[Review] Kami (Bukan) Sarjana Kertas – J. S. Khairen: Menjadi Sarjana Berdaya Guna

[Review] Kami (Bukan) Sarjana Kertas – J. S. Khairen: Menjadi Sarjana Berdaya Guna

Pendidikan merupakan investasi masa depan. Tak ayal bila banyak orang yang berbondong-bondong untuk mengusahakan yang terbaik untuknya. Pemerintah pun mengamini dengan mengalokasikan sebanyak 20% dari APBN untuk menyokong pendidikan anak bangsa. Namun, apakah dengan dana sebanyak itu pendidikan Indonesia lantas menjadi lebih baik?

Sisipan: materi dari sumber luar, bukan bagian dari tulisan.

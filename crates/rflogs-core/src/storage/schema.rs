/// Bumped whenever `migrate` learns a new step.
pub const SCHEMA_VERSION: i64 = 2;

pub const DDL: &str = r#"
CREATE TABLE IF NOT EXISTS projects (
  id TEXT PRIMARY KEY,
  name TEXT NOT NULL,
  retention_days INTEGER NOT NULL DEFAULT 0,
  created_at TEXT NOT NULL
);

CREATE TABLE IF NOT EXISTS runs (
  id TEXT PRIMARY KEY,
  project_id TEXT NOT NULL REFERENCES projects(id) ON DELETE CASCADE,
  created_at TEXT NOT NULL,
  total_tests INTEGER,
  passed INTEGER,
  failed INTEGER,
  skipped INTEGER,
  verdict TEXT
);

CREATE INDEX IF NOT EXISTS idx_runs_project_created ON runs(project_id, created_at);

CREATE TABLE IF NOT EXISTS run_tags (
  run_id TEXT NOT NULL REFERENCES runs(id) ON DELETE CASCADE,
  key TEXT NOT NULL,
  value TEXT NOT NULL
);

CREATE UNIQUE INDEX IF NOT EXISTS idx_run_tags_key ON run_tags(run_id, key COLLATE NOCASE);

CREATE TABLE IF NOT EXISTS files (
  id TEXT PRIMARY KEY,
  run_id TEXT NOT NULL REFERENCES runs(id) ON DELETE CASCADE,
  name TEXT NOT NULL,
  path TEXT NOT NULL,
  size INTEGER NOT NULL,
  created_at TEXT NOT NULL,
  UNIQUE (run_id, name)
);

CREATE TABLE IF NOT EXISTS execution_elements (
  id INTEGER PRIMARY KEY AUTOINCREMENT,
  name TEXT NOT NULL,
  type TEXT NOT NULL,
  UNIQUE (name, type)
);

CREATE TABLE IF NOT EXISTS execution_times (
  id INTEGER PRIMARY KEY AUTOINCREMENT,
  run_id TEXT NOT NULL REFERENCES runs(id) ON DELETE CASCADE,
  element_id INTEGER NOT NULL REFERENCES execution_elements(id),
  total_time REAL NOT NULL,
  call_count INTEGER NOT NULL,
  average_time REAL NOT NULL,
  median_time REAL NOT NULL,
  std_deviation REAL NOT NULL
);

CREATE INDEX IF NOT EXISTS idx_execution_times_run ON execution_times(run_id);
"#;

Melihat situasi saat ini, pemerintah hendaknya kembali mengevaluasi beberapa hal dalam tatanan pendidikan, khususnya pendidikan tinggi. Fenomena sarjana yang menjadi penyumbang angka pengangguran yang cukup signifikan, mengisyaratkan bahwa ada yang keliru dalam pendidikan tinggi Indonesia, sehingga diperlukan perubahan agar menghasilkan output sarjana yang berdaya guna.

Miniatur permasalahan pendidikan tinggi bangsa, dapat dijumpai lewat novel karya J. S. Khairen ini. Berbagai kasus mengenai permasalahan kampus disinggung dalam buku, mulai dari adanya gap antara tenaga pendidik junior dan senior, hingga program kuliah yang berjalan kurang maksimal.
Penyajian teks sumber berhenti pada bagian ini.